* _WHAT THIS TASK INVOLVES_
In the entries that follow, the line with "filename src/entities/sale.rs" opens the range and the line with "name frozen at sale time" closes it; repeat that range exactly, both lines included.

* _Saved data entries_

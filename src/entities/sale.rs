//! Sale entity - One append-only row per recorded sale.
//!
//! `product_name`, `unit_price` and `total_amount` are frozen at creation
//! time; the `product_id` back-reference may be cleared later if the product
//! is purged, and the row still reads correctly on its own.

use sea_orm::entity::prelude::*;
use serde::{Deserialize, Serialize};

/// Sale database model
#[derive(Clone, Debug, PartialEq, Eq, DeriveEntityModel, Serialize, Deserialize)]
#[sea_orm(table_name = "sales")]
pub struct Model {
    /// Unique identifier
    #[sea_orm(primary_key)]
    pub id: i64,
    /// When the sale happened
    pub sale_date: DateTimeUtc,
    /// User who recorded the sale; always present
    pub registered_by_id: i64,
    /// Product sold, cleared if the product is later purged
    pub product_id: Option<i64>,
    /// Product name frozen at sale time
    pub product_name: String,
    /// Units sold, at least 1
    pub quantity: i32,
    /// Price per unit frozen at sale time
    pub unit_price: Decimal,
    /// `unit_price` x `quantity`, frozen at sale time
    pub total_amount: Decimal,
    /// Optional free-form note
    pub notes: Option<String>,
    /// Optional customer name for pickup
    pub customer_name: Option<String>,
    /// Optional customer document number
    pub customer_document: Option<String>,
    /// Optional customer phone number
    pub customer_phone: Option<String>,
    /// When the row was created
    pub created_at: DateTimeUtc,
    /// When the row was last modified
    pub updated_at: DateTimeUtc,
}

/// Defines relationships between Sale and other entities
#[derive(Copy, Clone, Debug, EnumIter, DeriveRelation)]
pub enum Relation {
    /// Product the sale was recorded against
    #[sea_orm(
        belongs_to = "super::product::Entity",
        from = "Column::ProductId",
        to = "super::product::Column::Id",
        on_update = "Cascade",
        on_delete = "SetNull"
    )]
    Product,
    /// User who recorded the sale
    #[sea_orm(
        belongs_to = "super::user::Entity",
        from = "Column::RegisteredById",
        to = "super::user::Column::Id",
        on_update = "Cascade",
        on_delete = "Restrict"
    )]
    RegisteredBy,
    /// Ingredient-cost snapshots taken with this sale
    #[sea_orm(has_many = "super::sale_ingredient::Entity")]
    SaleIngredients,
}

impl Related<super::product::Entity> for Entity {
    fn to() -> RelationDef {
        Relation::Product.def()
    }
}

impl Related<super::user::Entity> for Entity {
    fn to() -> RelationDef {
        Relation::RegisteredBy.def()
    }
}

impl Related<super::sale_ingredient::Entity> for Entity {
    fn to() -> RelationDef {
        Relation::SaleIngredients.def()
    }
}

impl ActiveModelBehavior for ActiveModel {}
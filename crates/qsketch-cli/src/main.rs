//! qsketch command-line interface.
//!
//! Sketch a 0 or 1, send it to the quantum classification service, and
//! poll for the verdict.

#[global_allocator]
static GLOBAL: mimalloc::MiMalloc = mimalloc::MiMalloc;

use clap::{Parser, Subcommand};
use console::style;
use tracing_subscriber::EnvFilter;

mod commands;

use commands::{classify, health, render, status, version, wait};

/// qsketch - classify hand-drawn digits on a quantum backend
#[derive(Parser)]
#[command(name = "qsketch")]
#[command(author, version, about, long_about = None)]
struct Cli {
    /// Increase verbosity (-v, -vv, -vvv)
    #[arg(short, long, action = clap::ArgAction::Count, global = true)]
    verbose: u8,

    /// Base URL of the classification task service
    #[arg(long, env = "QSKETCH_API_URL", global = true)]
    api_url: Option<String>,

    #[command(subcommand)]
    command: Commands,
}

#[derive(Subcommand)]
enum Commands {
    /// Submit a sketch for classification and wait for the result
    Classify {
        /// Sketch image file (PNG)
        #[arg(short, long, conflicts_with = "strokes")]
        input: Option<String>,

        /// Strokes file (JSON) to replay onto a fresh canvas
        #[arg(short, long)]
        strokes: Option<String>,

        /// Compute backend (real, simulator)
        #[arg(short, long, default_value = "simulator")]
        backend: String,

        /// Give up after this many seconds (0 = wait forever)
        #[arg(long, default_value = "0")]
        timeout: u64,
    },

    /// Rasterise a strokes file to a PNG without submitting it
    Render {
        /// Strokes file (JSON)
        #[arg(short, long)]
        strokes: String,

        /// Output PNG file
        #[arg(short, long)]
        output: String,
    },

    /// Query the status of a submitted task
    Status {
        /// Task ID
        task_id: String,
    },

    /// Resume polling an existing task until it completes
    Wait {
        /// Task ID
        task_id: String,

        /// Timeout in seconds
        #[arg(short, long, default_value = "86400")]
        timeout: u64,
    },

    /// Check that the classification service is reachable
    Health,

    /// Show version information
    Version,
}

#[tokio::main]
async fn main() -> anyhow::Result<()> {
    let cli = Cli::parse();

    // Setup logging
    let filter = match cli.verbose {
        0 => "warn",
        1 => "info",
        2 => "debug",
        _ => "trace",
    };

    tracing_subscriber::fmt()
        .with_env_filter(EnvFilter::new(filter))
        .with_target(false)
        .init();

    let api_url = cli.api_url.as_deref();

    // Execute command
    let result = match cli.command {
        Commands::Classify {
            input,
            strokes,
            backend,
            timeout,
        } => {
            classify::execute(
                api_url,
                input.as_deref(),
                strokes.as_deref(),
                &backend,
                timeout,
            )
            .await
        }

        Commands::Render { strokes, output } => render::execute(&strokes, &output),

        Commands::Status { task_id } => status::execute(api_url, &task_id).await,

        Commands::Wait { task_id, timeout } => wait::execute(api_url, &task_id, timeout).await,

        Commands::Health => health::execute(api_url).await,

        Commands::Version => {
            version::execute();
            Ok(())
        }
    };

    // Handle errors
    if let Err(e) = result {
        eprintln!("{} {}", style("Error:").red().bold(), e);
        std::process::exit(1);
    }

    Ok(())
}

--

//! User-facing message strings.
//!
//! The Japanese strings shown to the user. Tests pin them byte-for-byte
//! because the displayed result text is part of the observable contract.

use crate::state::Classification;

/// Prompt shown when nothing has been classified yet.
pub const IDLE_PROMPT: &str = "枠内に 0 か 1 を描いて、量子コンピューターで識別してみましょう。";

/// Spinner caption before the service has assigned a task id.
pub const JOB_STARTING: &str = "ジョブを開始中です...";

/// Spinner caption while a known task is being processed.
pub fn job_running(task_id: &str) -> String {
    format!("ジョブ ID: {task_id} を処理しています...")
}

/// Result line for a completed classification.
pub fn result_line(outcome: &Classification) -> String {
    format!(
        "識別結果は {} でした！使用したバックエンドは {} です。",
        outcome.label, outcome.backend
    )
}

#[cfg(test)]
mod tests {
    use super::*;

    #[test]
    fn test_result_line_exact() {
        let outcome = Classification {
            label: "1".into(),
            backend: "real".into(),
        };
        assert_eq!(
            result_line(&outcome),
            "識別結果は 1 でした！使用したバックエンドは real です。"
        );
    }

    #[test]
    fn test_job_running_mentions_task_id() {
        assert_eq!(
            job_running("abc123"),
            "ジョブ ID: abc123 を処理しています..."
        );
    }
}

* * *

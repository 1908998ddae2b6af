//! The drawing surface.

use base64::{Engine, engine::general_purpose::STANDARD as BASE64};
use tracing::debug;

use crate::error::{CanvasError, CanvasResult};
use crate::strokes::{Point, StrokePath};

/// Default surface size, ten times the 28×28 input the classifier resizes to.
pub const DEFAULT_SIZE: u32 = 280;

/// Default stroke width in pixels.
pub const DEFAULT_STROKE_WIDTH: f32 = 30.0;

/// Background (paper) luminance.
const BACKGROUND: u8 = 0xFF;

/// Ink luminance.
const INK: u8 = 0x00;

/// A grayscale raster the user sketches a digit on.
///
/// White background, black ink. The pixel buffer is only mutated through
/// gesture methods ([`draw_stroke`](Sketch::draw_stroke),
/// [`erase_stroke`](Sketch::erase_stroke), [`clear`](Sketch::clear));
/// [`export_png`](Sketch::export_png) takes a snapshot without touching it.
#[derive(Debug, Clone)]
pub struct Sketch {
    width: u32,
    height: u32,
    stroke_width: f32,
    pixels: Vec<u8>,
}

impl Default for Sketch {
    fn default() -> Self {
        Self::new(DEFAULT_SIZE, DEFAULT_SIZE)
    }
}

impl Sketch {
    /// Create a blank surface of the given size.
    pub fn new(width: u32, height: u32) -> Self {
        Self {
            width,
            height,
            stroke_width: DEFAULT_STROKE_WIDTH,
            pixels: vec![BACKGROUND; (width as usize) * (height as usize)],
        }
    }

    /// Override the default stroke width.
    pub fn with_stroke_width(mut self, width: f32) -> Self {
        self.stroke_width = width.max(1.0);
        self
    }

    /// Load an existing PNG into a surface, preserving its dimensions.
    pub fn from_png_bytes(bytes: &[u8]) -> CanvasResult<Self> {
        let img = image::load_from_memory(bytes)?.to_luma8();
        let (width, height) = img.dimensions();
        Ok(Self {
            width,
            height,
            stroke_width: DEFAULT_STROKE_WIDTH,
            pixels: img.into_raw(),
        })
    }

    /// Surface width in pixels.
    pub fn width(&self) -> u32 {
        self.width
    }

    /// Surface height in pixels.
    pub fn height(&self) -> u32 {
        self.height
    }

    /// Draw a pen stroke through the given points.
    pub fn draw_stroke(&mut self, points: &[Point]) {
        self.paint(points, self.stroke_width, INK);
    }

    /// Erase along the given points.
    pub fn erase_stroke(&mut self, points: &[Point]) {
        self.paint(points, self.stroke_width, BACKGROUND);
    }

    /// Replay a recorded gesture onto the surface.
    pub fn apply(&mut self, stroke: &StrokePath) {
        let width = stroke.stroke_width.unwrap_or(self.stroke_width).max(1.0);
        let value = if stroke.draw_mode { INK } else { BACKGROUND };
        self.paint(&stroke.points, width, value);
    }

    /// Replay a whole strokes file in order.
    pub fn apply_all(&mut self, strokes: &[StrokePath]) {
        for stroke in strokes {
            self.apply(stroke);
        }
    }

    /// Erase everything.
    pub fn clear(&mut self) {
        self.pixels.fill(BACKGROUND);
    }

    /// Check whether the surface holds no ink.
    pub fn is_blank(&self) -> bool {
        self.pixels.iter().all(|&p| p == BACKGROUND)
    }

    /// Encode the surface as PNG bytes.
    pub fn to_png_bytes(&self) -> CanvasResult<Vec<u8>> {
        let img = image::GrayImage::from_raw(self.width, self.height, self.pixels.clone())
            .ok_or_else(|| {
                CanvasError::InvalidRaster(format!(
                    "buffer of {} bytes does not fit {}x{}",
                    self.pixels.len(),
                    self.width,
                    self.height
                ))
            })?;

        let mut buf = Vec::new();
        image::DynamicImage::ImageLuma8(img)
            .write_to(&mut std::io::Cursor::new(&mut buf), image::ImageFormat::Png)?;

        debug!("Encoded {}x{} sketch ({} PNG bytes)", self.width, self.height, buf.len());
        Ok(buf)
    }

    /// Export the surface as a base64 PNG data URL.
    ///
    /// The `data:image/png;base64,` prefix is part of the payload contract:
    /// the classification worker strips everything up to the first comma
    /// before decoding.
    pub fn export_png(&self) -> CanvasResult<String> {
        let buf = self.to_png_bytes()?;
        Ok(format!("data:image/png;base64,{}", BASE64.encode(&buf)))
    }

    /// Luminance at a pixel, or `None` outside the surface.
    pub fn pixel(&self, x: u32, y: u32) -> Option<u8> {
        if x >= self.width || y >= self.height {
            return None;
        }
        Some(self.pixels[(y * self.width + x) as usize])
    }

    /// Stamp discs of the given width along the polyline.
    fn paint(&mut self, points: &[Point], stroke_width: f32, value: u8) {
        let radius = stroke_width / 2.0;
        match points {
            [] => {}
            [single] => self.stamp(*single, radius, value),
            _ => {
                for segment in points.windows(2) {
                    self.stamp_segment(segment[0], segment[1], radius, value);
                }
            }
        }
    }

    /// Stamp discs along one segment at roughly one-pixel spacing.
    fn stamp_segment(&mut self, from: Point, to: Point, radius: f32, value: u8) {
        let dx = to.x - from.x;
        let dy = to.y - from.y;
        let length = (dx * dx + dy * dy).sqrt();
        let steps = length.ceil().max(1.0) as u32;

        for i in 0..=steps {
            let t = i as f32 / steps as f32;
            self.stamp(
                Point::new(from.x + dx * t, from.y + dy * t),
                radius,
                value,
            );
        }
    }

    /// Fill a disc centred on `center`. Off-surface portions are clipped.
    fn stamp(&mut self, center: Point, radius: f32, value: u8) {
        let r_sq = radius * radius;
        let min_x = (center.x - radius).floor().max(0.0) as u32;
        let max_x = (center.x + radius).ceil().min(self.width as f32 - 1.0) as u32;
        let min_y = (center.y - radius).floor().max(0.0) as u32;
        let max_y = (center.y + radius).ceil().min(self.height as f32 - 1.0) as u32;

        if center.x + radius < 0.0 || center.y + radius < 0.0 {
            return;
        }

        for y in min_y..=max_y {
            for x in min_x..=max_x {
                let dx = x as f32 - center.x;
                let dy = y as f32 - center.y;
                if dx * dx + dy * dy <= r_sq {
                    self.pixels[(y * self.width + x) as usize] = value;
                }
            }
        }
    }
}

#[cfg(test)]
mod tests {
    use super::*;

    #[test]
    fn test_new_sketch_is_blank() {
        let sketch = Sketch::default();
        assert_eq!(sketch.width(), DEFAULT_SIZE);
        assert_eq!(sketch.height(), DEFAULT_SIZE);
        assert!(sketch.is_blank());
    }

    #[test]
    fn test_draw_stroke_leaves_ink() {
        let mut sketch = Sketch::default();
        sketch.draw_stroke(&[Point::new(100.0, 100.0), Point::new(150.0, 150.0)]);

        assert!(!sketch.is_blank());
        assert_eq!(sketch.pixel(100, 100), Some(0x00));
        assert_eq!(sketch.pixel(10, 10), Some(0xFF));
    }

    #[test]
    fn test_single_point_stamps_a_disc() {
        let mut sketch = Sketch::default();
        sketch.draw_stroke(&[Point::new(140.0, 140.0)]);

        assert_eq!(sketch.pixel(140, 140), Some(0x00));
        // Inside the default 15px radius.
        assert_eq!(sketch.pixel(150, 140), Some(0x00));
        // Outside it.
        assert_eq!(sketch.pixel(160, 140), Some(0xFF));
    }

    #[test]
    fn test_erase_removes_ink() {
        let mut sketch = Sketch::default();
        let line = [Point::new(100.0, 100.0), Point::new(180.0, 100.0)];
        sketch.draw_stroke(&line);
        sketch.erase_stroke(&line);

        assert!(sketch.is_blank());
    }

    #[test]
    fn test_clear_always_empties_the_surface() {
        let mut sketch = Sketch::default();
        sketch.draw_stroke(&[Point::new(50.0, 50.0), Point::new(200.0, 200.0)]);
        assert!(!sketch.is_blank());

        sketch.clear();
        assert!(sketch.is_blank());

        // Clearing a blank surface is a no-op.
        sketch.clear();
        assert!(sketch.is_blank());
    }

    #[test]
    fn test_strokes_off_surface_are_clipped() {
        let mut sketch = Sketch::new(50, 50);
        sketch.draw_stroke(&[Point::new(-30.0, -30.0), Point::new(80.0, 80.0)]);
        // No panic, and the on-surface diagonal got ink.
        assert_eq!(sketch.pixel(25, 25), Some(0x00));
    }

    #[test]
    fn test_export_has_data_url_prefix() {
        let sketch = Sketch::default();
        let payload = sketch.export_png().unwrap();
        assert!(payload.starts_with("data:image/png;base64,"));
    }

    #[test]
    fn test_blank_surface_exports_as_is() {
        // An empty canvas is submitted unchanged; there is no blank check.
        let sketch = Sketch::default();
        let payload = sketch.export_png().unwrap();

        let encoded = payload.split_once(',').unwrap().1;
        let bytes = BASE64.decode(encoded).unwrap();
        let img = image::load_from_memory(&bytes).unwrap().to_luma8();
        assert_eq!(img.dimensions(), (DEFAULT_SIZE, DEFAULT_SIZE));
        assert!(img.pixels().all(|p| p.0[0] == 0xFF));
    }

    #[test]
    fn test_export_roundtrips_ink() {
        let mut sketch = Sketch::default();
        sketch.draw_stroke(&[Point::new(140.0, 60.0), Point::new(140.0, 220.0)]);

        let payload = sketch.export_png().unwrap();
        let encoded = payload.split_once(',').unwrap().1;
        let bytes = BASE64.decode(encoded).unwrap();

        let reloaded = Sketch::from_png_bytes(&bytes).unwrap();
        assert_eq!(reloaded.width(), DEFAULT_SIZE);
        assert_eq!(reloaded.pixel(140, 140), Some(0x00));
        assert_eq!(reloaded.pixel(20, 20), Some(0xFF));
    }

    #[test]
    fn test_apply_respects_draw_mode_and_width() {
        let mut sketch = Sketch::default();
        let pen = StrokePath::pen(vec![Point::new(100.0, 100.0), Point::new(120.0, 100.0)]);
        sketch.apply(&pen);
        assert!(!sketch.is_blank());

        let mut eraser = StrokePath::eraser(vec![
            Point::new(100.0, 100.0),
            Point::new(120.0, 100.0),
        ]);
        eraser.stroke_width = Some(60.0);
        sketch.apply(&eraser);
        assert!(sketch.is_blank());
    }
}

* _OUTPUT FOR THIS TASK_
filename src/entities/sale.rs
//! Sale entity - One append-only row per recorded sale.
//!
//! `product_name`, `unit_price` and `total_amount` are frozen at creation
//! time; the `product_id` back-reference may be cleared later if the product
//! is purged, and the row still reads correctly on its own.

use sea_orm::entity::prelude::*;
use serde::{Deserialize, Serialize};

/// Sale database model
#[derive(Clone, Debug, PartialEq, Eq, DeriveEntityModel, Serialize, Deserialize)]
#[sea_orm(table_name = "sales")]
pub struct Model {
    /// Unique identifier
    #[sea_orm(primary_key)]
    pub id: i64,
    /// When the sale happened
    pub sale_date: DateTimeUtc,
    /// User who recorded the sale; always present
    pub registered_by_id: i64,
    /// Product sold, cleared if the product is later purged
    pub product_id: Option<i64>,
    /// Product name frozen at sale time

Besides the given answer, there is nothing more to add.